> Problem to solve: Within the records below, find each line that holds the string "contains", then copy it.

> Data for this exercise:
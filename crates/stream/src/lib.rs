#![deny(unsafe_code)]

//! Streaming protocol client for the RAG chat backend.
//!
//! A turn is one POST to a stream endpoint whose `text/event-stream` body is
//! decoded by [`FrameParser`] and forwarded, in byte order, through a
//! [`ChatEventStream`]. The I/O runs in the [`StreamWorker`] future so callers
//! decide where it is spawned.

mod client;
mod error;
mod event;
mod parser;
mod request;
mod transport;

pub use client::{ChatEventStream, StreamClient, StreamHandle, StreamOptions, StreamWorker};
pub use error::{
    ApiError, ApiResult, BoxError, FailureKind, FrameError, FrameResult, StreamError,
    StreamResult,
};
pub use event::{
    ChatEvent, HandoffStatus, SessionEpoch, StreamEventMapped, StreamEventPayload, StreamTarget,
    TurnId,
};
pub use parser::{DEFAULT_MAX_RECORD_BYTES, FrameParser};
pub use request::{
    AGENT_STREAM_PATH, ChatMode, ChatRequest, DEFAULT_BASE_URL, DocumentReceipt, HEALTH_PATH,
    RAG_PROMPT_PATH, RAG_STREAM_PATH, StreamRequest, UPLOAD_PATH,
};
pub use transport::{
    BoxFuture, ByteStream, ChatTransport, EVENT_STREAM_MIME, HttpTransport,
    SUPPORTED_DOCUMENT_EXTENSIONS, TransportConfig, is_supported_document,
};
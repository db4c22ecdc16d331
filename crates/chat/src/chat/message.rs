use chrono::Local;
use ragchat_stream::StreamTarget;

/// Wall-clock format used for message timestamps.
pub const TIMESTAMP_FORMAT: &str = "%H:%M:%S";

/// Stable identifier for one message.
///
/// Ids are never reused within a process, not even across a new chat.
#[derive(Debug, Clone, Copy, PartialEq, Eq, Hash, PartialOrd, Ord)]
pub struct MessageId(pub u64);

impl MessageId {
    /// Creates a typed message identifier.
    pub const fn new(raw: u64) -> Self {
        Self(raw)
    }
}

#[derive(Debug, Clone, Copy, PartialEq, Eq, Hash)]
pub enum Sender {
    User,
    Bot,
}

impl Sender {
    pub fn label(self) -> &'static str {
        match self {
            Self::User => "you",
            Self::Bot => "bot",
        }
    }

    pub fn is_bot(self) -> bool {
        matches!(self, Self::Bot)
    }
}

/// One transcript row.
///
/// User rows are immutable; bot rows only ever grow by appending.
#[derive(Debug, Clone, PartialEq, Eq)]
pub struct Message {
    pub id: MessageId,
    pub from: Sender,
    pub text: String,
    pub timestamp: String,
}

impl Message {
    /// Creates a row stamped with the current local time.
    pub fn new(id: MessageId, from: Sender, text: impl Into<String>) -> Self {
        Self {
            id,
            from,
            text: text.into(),
            timestamp: Local::now().format(TIMESTAMP_FORMAT).to_string(),
        }
    }

    pub fn user(id: MessageId, text: impl Into<String>) -> Self {
        Self::new(id, Sender::User, text)
    }

    pub fn bot(id: MessageId, text: impl Into<String>) -> Self {
        Self::new(id, Sender::Bot, text)
    }
}

/// Lifecycle of the single turn a session may have in flight.
#[derive(Debug, Clone, Copy, PartialEq, Eq, Default)]
pub enum TurnState {
    #[default]
    Idle,
    /// Request sent, no reply text yet.
    Awaiting(StreamTarget),
    /// At least one data event arrived.
    Streaming(StreamTarget),
}

#[derive(Debug, Clone, Copy, PartialEq, Eq)]
pub enum TurnTransition {
    Start(StreamTarget),
    FirstData(StreamTarget),
    Complete(StreamTarget),
    Fail(StreamTarget),
    Cancel(StreamTarget),
    ResetToIdle,
}

/// Rejection reason for illegal turn transitions.
#[derive(Debug, Clone, Copy, PartialEq, Eq)]
pub enum TurnTransitionRejection {
    AlreadyActive {
        active: StreamTarget,
        attempted: StreamTarget,
    },
    NoActiveTurn,
    TargetMismatch {
        active: StreamTarget,
        attempted: StreamTarget,
    },
}

pub type TurnTransitionResult = Result<TurnState, TurnTransitionRejection>;

impl TurnState {
    pub fn active_target(&self) -> Option<StreamTarget> {
        match self {
            Self::Idle => None,
            Self::Awaiting(target) | Self::Streaming(target) => Some(*target),
        }
    }

    /// Returns true when an event tagged with `target` belongs to the live turn.
    pub fn accepts_event(&self, target: StreamTarget) -> bool {
        self.active_target() == Some(target)
    }

    pub fn is_loading(&self) -> bool {
        !matches!(self, Self::Idle)
    }

    /// Applies one transition deterministically.
    ///
    /// Only an idle session may start a turn, and every later transition must
    /// name the active target exactly.
    pub fn apply(&self, transition: TurnTransition) -> TurnTransitionResult {
        match transition {
            TurnTransition::Start(target) => match self.active_target() {
                Some(active) => Err(TurnTransitionRejection::AlreadyActive {
                    active,
                    attempted: target,
                }),
                None => Ok(Self::Awaiting(target)),
            },
            TurnTransition::FirstData(target) => {
                self.require_active(target)?;
                Ok(Self::Streaming(target))
            }
            TurnTransition::Complete(target)
            | TurnTransition::Fail(target)
            | TurnTransition::Cancel(target) => {
                self.require_active(target)?;
                Ok(Self::Idle)
            }
            TurnTransition::ResetToIdle => Ok(Self::Idle),
        }
    }

    fn require_active(&self, target: StreamTarget) -> Result<(), TurnTransitionRejection> {
        match self.active_target() {
            Some(active) if active == target => Ok(()),
            Some(active) => Err(TurnTransitionRejection::TargetMismatch {
                active,
                attempted: target,
            }),
            None => Err(TurnTransitionRejection::NoActiveTurn),
        }
    }
}
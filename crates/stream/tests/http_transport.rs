use std::sync::Arc;
use std::time::Duration;

use ragchat_stream::{
    ApiError, ChatEvent, ChatMode, ChatRequest, ChatTransport, FailureKind, HandoffStatus,
    HttpTransport, SessionEpoch, StreamClient, StreamEventPayload, StreamOptions, StreamRequest,
    StreamTarget, TransportConfig, TurnId,
};
use tokio::io::{AsyncReadExt, AsyncWriteExt};
use tokio::net::{TcpListener, TcpStream};
use tokio::task::JoinHandle;

struct CapturedRequest {
    head: String,
    body: Vec<u8>,
}

impl CapturedRequest {
    fn request_line(&self) -> &str {
        self.head.lines().next().unwrap_or_default()
    }

    fn has_header(&self, name: &str, value: &str) -> bool {
        self.head.lines().any(|line| {
            line.split_once(':').is_some_and(|(key, found)| {
                key.trim().eq_ignore_ascii_case(name) && found.trim().eq_ignore_ascii_case(value)
            })
        })
    }

    fn body_text(&self) -> String {
        String::from_utf8_lossy(&self.body).into_owned()
    }
}

fn find(haystack: &[u8], needle: &[u8]) -> Option<usize> {
    haystack
        .windows(needle.len())
        .position(|window| window == needle)
}

async fn read_more(socket: &mut TcpStream, buffer: &mut Vec<u8>) -> usize {
    let mut chunk = [0u8; 4096];
    let read = socket.read(&mut chunk).await.expect("read request bytes");
    buffer.extend_from_slice(&chunk[..read]);
    read
}

async fn read_request(socket: &mut TcpStream) -> CapturedRequest {
    let mut buffer = Vec::new();
    let header_end = loop {
        if let Some(position) = find(&buffer, b"\r\n\r\n") {
            break position + 4;
        }
        assert!(read_more(socket, &mut buffer).await > 0, "client hung up");
    };

    let head = String::from_utf8_lossy(&buffer[..header_end]).into_owned();
    let mut body = buffer[header_end..].to_vec();

    let content_length = head.lines().find_map(|line| {
        let (key, value) = line.split_once(':')?;
        key.trim()
            .eq_ignore_ascii_case("content-length")
            .then(|| value.trim().parse::<usize>().ok())
            .flatten()
    });

    match content_length {
        Some(length) => {
            while body.len() < length {
                assert!(read_more(socket, &mut body).await > 0, "body truncated");
            }
        }
        None if head.to_ascii_lowercase().contains("transfer-encoding: chunked") => {
            while find(&body, b"0\r\n\r\n").is_none() {
                assert!(read_more(socket, &mut body).await > 0, "body truncated");
            }
        }
        None => {}
    }

    CapturedRequest { head, body }
}

/// Accepts one connection and answers with a close-delimited event stream.
async fn serve_event_stream(chunks: Vec<&'static [u8]>) -> (String, JoinHandle<CapturedRequest>) {
    let listener = TcpListener::bind("127.0.0.1:0").await.unwrap();
    let base_url = format!("http://{}", listener.local_addr().unwrap());

    let server = tokio::spawn(async move {
        let (mut socket, _) = listener.accept().await.unwrap();
        let request = read_request(&mut socket).await;

        socket
            .write_all(
                b"HTTP/1.1 200 OK\r\ncontent-type: text/event-stream\r\nconnection: close\r\n\r\n",
            )
            .await
            .unwrap();
        for chunk in chunks {
            socket.write_all(chunk).await.unwrap();
            socket.flush().await.unwrap();
            tokio::time::sleep(Duration::from_millis(5)).await;
        }
        socket.shutdown().await.unwrap();
        request
    });

    (base_url, server)
}

/// Accepts one connection and answers with a fixed-length body.
async fn serve_response(
    status_line: &'static str,
    content_type: &'static str,
    body: &'static str,
) -> (String, JoinHandle<CapturedRequest>) {
    let listener = TcpListener::bind("127.0.0.1:0").await.unwrap();
    let base_url = format!("http://{}", listener.local_addr().unwrap());

    let server = tokio::spawn(async move {
        let (mut socket, _) = listener.accept().await.unwrap();
        let request = read_request(&mut socket).await;
        let response = format!(
            "HTTP/1.1 {status_line}\r\ncontent-type: {content_type}\r\ncontent-length: {}\r\nconnection: close\r\n\r\n{body}",
            body.len()
        );
        socket.write_all(response.as_bytes()).await.unwrap();
        socket.shutdown().await.unwrap();
        request
    });

    (base_url, server)
}

fn transport(base_url: &str) -> Arc<HttpTransport> {
    Arc::new(
        HttpTransport::new(
            TransportConfig::new(base_url).with_connect_timeout(Duration::from_secs(5)),
        )
        .unwrap(),
    )
}

fn stream_request(mode: ChatMode, body: ChatRequest) -> StreamRequest {
    StreamRequest::new(
        StreamTarget::new(SessionEpoch::new(0), TurnId::new(1)),
        mode,
        body,
    )
}

async fn run_turn(
    transport: Arc<HttpTransport>,
    request: StreamRequest,
) -> Vec<StreamEventPayload> {
    let mut handle = StreamClient::new(transport, StreamOptions::default())
        .stream_chat(request)
        .unwrap();
    tokio::spawn(handle.worker);

    let mut payloads = Vec::new();
    while let Some(event) = handle.stream.recv().await {
        payloads.push(event.payload);
    }
    payloads
}

#[tokio::test]
async fn agent_stream_is_decoded_across_tcp_chunks() {
    let (base_url, server) = serve_event_stream(vec![
        &b"event: conversation_id\ndata: abc-123\n\nda"[..],
        &b"ta: caf\xc3"[..],
        &b"\xa9\n\n"[..],
        &b"event: handoff_status\ndata: pending\n\n"[..],
    ])
    .await;

    let body = ChatRequest::new("I need a person")
        .with_conversation_id(Some("abc-123".to_string()))
        .with_user_id("test-user");
    let payloads = run_turn(transport(&base_url), stream_request(ChatMode::Agent, body)).await;

    assert_eq!(payloads.len(), 4, "{payloads:?}");
    assert!(matches!(
        &payloads[0],
        StreamEventPayload::Event(ChatEvent::ConversationId(id)) if id == "abc-123"
    ));
    assert!(matches!(
        &payloads[1],
        StreamEventPayload::Event(ChatEvent::Data(text)) if text == "caf\u{e9}"
    ));
    assert!(matches!(
        &payloads[2],
        StreamEventPayload::Event(ChatEvent::HandoffStatus(HandoffStatus::Pending))
    ));
    assert!(matches!(payloads[3], StreamEventPayload::Done));

    let request = server.await.unwrap();
    assert_eq!(
        request.request_line(),
        "POST /api/v1/chat/agent/stream HTTP/1.1"
    );
    assert!(request.has_header("accept", "text/event-stream"));
    assert!(request.has_header("content-type", "application/json"));

    let sent: serde_json::Value = serde_json::from_slice(&request.body).unwrap();
    assert_eq!(
        sent,
        serde_json::json!({
            "message": "I need a person",
            "conversation_id": "abc-123",
            "user_id": "test-user",
        })
    );
}

#[tokio::test]
async fn rag_stream_sends_prompt_and_null_conversation() {
    let (base_url, server) = serve_event_stream(vec![&b"data: ok\n\n"[..]]).await;

    let body = ChatRequest::new("hello").with_rag_prompt("Context:\n{context}");
    let payloads = run_turn(transport(&base_url), stream_request(ChatMode::Rag, body)).await;
    assert!(matches!(payloads.last(), Some(StreamEventPayload::Done)));

    let request = server.await.unwrap();
    assert_eq!(
        request.request_line(),
        "POST /api/v1/chat/rag/stream HTTP/1.1"
    );
    let sent: serde_json::Value = serde_json::from_slice(&request.body).unwrap();
    assert_eq!(sent["conversation_id"], serde_json::Value::Null);
    assert_eq!(sent["rag_prompt"], "Context:\n{context}");
}

#[tokio::test]
async fn non_success_status_surfaces_http_error() {
    let (base_url, server) = serve_response(
        "503 Service Unavailable",
        "text/plain",
        "vector store offline",
    )
    .await;

    let payloads = run_turn(
        transport(&base_url),
        stream_request(ChatMode::Rag, ChatRequest::new("hi")),
    )
    .await;

    assert_eq!(payloads.len(), 1);
    assert!(matches!(
        &payloads[0],
        StreamEventPayload::Failed(error) if error.kind() == FailureKind::HttpError(503)
    ));
    server.await.unwrap();
}

#[tokio::test]
async fn refused_connection_is_transport_unreachable() {
    let listener = TcpListener::bind("127.0.0.1:0").await.unwrap();
    let base_url = format!("http://{}", listener.local_addr().unwrap());
    drop(listener);

    let payloads = run_turn(
        transport(&base_url),
        stream_request(ChatMode::Rag, ChatRequest::new("hi")),
    )
    .await;

    assert!(matches!(
        &payloads[0],
        StreamEventPayload::Failed(error) if error.kind() == FailureKind::TransportUnreachable
    ));
}

#[tokio::test]
async fn prompt_template_is_fetched() {
    let (base_url, server) = serve_response(
        "200 OK",
        "application/json",
        r#"{"prompt":"Answer using {context}"}"#,
    )
    .await;

    let prompt = transport(&base_url).fetch_prompt().await.unwrap();
    assert_eq!(prompt, "Answer using {context}");

    let request = server.await.unwrap();
    assert_eq!(request.request_line(), "GET /api/v1/chat/rag/prompt HTTP/1.1");
}

#[tokio::test]
async fn prompt_fetch_failure_is_an_api_error() {
    let (base_url, server) = serve_response("500 Internal Server Error", "text/plain", "boom").await;

    let error = transport(&base_url).fetch_prompt().await.unwrap_err();
    assert!(matches!(error, ApiError::Status { status: 500, .. }));
    server.await.unwrap();
}

#[tokio::test]
async fn health_reports_ok() {
    let (base_url, server) =
        serve_response("200 OK", "application/json", r#"{"status":"ok"}"#).await;

    assert!(transport(&base_url).health().await.unwrap());
    let request = server.await.unwrap();
    assert_eq!(request.request_line(), "GET /api/v1/health HTTP/1.1");
}

#[tokio::test]
async fn upload_posts_file_as_multipart_field() {
    let (base_url, server) =
        serve_response("200 OK", "application/json", r#"{"doc_id":"doc-42"}"#).await;

    let directory = tempfile::tempdir().unwrap();
    let path = directory.path().join("notes.txt");
    std::fs::write(&path, "retrieval augmented generation").unwrap();

    let receipt = transport(&base_url).upload_document(&path).await.unwrap();
    assert_eq!(receipt.doc_id, "doc-42");

    let request = server.await.unwrap();
    assert_eq!(request.request_line(), "POST /api/v1/upload HTTP/1.1");
    let body = request.body_text();
    assert!(body.contains(r#"name="file""#), "{body}");
    assert!(body.contains(r#"filename="notes.txt""#), "{body}");
    assert!(body.contains("retrieval augmented generation"));
}

#[tokio::test]
async fn upload_rejects_unsupported_files_without_network() {
    // Nothing listens here; validation must fail first.
    let transport = transport("http://127.0.0.1:9");
    let error = transport
        .upload_document(std::path::Path::new("installer.exe"))
        .await
        .unwrap_err();

    assert!(matches!(error, ApiError::UnsupportedDocument { .. }));
}
use std::path::PathBuf;
use std::time::Duration;

use snafu::Snafu;

pub type BoxError = Box<dyn std::error::Error + Send + Sync + 'static>;

pub type FrameResult<T> = Result<T, FrameError>;
pub type StreamResult<T> = Result<T, StreamError>;
pub type ApiResult<T> = Result<T, ApiError>;

/// Failures raised while decoding the event stream.
#[derive(Debug, Snafu)]
#[snafu(visibility(pub(crate)))]
pub enum FrameError {
    #[snafu(display("event stream is not valid UTF-8 at byte {offset} on `{stage}`: {source}"))]
    InvalidUtf8 {
        stage: &'static str,
        offset: u64,
        source: std::str::Utf8Error,
    },
    #[snafu(display("event stream ended inside a UTF-8 sequence ({pending} bytes pending)"))]
    TruncatedUtf8 {
        stage: &'static str,
        pending: usize,
    },
    #[snafu(display("malformed event record on `{stage}`: {details}"))]
    MalformedRecord {
        stage: &'static str,
        details: String,
    },
    #[snafu(display("event record exceeds {limit} bytes ({buffered} buffered)"))]
    RecordTooLarge {
        stage: &'static str,
        limit: usize,
        buffered: usize,
    },
}

/// User-facing classification of a failed stream.
#[derive(Debug, Clone, Copy, PartialEq, Eq, Hash)]
pub enum FailureKind {
    TransportUnreachable,
    HttpError(u16),
    DecodeError,
    Aborted,
}

impl FailureKind {
    /// Text shown in the transcript; `None` for silent failures.
    pub fn user_message(self) -> Option<String> {
        match self {
            Self::TransportUnreachable => Some(
                "Could not connect to the server. Check that the backend is running.".to_string(),
            ),
            Self::HttpError(status) => Some(format!("Server returned {status}.")),
            Self::DecodeError => Some("Lost connection to the server.".to_string()),
            Self::Aborted => None,
        }
    }
}

#[derive(Debug, Snafu)]
#[snafu(visibility(pub(crate)))]
pub enum StreamError {
    #[snafu(display("stream request for {target} has an empty message"))]
    EmptyMessage {
        stage: &'static str,
        target: String,
    },
    #[snafu(display("failed to reach chat endpoint {url} on `{stage}`: {source}"))]
    Connect {
        stage: &'static str,
        url: String,
        #[snafu(source(from(reqwest::Error, Box::new)))]
        source: BoxError,
    },
    #[snafu(display("chat endpoint {url} returned status {status}"))]
    HttpStatus {
        stage: &'static str,
        url: String,
        status: u16,
        body: String,
    },
    #[snafu(display("failed to decode event stream on `{stage}`: {source}"))]
    Decode {
        stage: &'static str,
        source: FrameError,
    },
    #[snafu(display("failed to read response body on `{stage}`: {source}"))]
    BodyRead {
        stage: &'static str,
        #[snafu(source(from(reqwest::Error, Box::new)))]
        source: BoxError,
    },
    #[snafu(display("no bytes received for {timeout:?} on `{stage}`"))]
    IdleTimeout {
        stage: &'static str,
        timeout: Duration,
    },
    #[snafu(display("event stream closed before a terminal signal on `{stage}`"))]
    UnterminatedStream { stage: &'static str },
    #[snafu(display("stream was aborted on `{stage}`"))]
    Aborted { stage: &'static str },
}

impl StreamError {
    pub fn kind(&self) -> FailureKind {
        match self {
            Self::EmptyMessage { .. } | Self::Aborted { .. } => FailureKind::Aborted,
            Self::Connect { .. } => FailureKind::TransportUnreachable,
            Self::HttpStatus { status, .. } => FailureKind::HttpError(*status),
            Self::Decode { .. }
            | Self::BodyRead { .. }
            | Self::IdleTimeout { .. }
            | Self::UnterminatedStream { .. } => FailureKind::DecodeError,
        }
    }
}

/// Failures of the plain request/response endpoints (prompt, health, upload).
#[derive(Debug, Snafu)]
#[snafu(visibility(pub(crate)))]
pub enum ApiError {
    #[snafu(display("failed to build HTTP client on `{stage}`: {source}"))]
    BuildClient {
        stage: &'static str,
        source: reqwest::Error,
    },
    #[snafu(display("request to {url} failed on `{stage}`: {source}"))]
    Request {
        stage: &'static str,
        url: String,
        source: reqwest::Error,
    },
    #[snafu(display("{url} returned status {status}"))]
    Status {
        stage: &'static str,
        url: String,
        status: u16,
    },
    #[snafu(display("failed to parse response from {url} on `{stage}`: {source}"))]
    Payload {
        stage: &'static str,
        url: String,
        source: reqwest::Error,
    },
    #[snafu(display("unsupported document {path:?}; expected one of: pdf, docx, txt"))]
    UnsupportedDocument { stage: &'static str, path: PathBuf },
    #[snafu(display("failed to read document {path:?} on `{stage}`: {source}"))]
    ReadDocument {
        stage: &'static str,
        path: PathBuf,
        source: std::io::Error,
    },
}
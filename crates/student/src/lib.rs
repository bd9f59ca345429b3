#![deny(clippy::all, clippy::pedantic)]
#![allow(
    clippy::module_name_repetitions,
    clippy::cast_precision_loss,
    clippy::missing_errors_doc,
    clippy::float_cmp
)]
//! # Student Simulation Environment
//!
//! A stochastic simulator of students whose latent skill evolves under
//! training and testing, exposed as a reinforcement learning environment.
//!
//! An agent picks, at every step, whether to **test** a subject at some
//! difficulty tier or to **train** it with one of several learning types at
//! some tier. The environment keeps the latent skill hidden and answers with
//! the grid of observed scores, the per-type training counts since each test
//! and the gain it attributes to each learning type.
//!
//! ## Key Components
//!
//! -   [`StudentEnv`] in the [`simulator`] module owns all state and runs the
//!     skill dynamics, test sampling, gain attribution and reward shaping.
//! -   [`BiasedTrainingEnv`] in the [`biased`] module wraps a `StudentEnv` and
//!     forces a skewed choice of learning type on every training step.
//! -   [`GainProfile`] draws the population's per-type effectiveness, where
//!     one learning type is far better than the others.
//! -   [`SkillEstimator`] reconstructs skill from scores alone;
//!     [`TieredEstimator`] is the default.
//! -   [`EnvConfig`] carries every reward magnitude and distribution
//!     parameter.
//!
//! ## Usage
//!
//! ```rust
//! use student::{Action, EnvShape, StudentEnv};
//!
//! let mut env = StudentEnv::with_seed(EnvShape::new(2, 3, 3), 7)?;
//! let obs = env.reset();
//! assert!(obs.as_slice().iter().all(|v| *v == 0.0));
//!
//! let step = env.step(Action::train(0, 2, 0))?;
//! assert!(!step.done);
//! let step = env.step(Action::test(0, 0))?;
//! assert!(step.observation.score(0, 0) >= 0.0);
//! # Ok::<(), student::EnvError>(())
//! ```

pub mod action;
pub mod biased;
pub mod config;
pub mod difficulty;
pub mod env;
pub mod error;
pub mod estimate;
pub mod profile;
pub mod scores;
pub mod simulator;

pub use action::{Action, ActionKind, RewardBreakdown, StepInfo};
pub use biased::BiasedTrainingEnv;
pub use config::{BiasConfig, EnvConfig, EnvShape, ProfileConfig};
pub use difficulty::{proper_difficulty, thresholds};
pub use env::{Env, Step};
pub use error::EnvError;
pub use estimate::{SkillEstimator, TieredEstimator};
pub use profile::GainProfile;
pub use scores::ScoreMatrix;
pub use simulator::{StudentEnv, StudentSimulation};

> Solution for this task:
        None if head.to_ascii_lowercase().contains("transfer-encoding: chunked") => {
    assert!(body.contains(r#"name="file""#), "{body}");
    assert!(body.contains(r#"filename="notes.txt""#), "{body}");
    assert!(body.contains("retrieval augmented generation"));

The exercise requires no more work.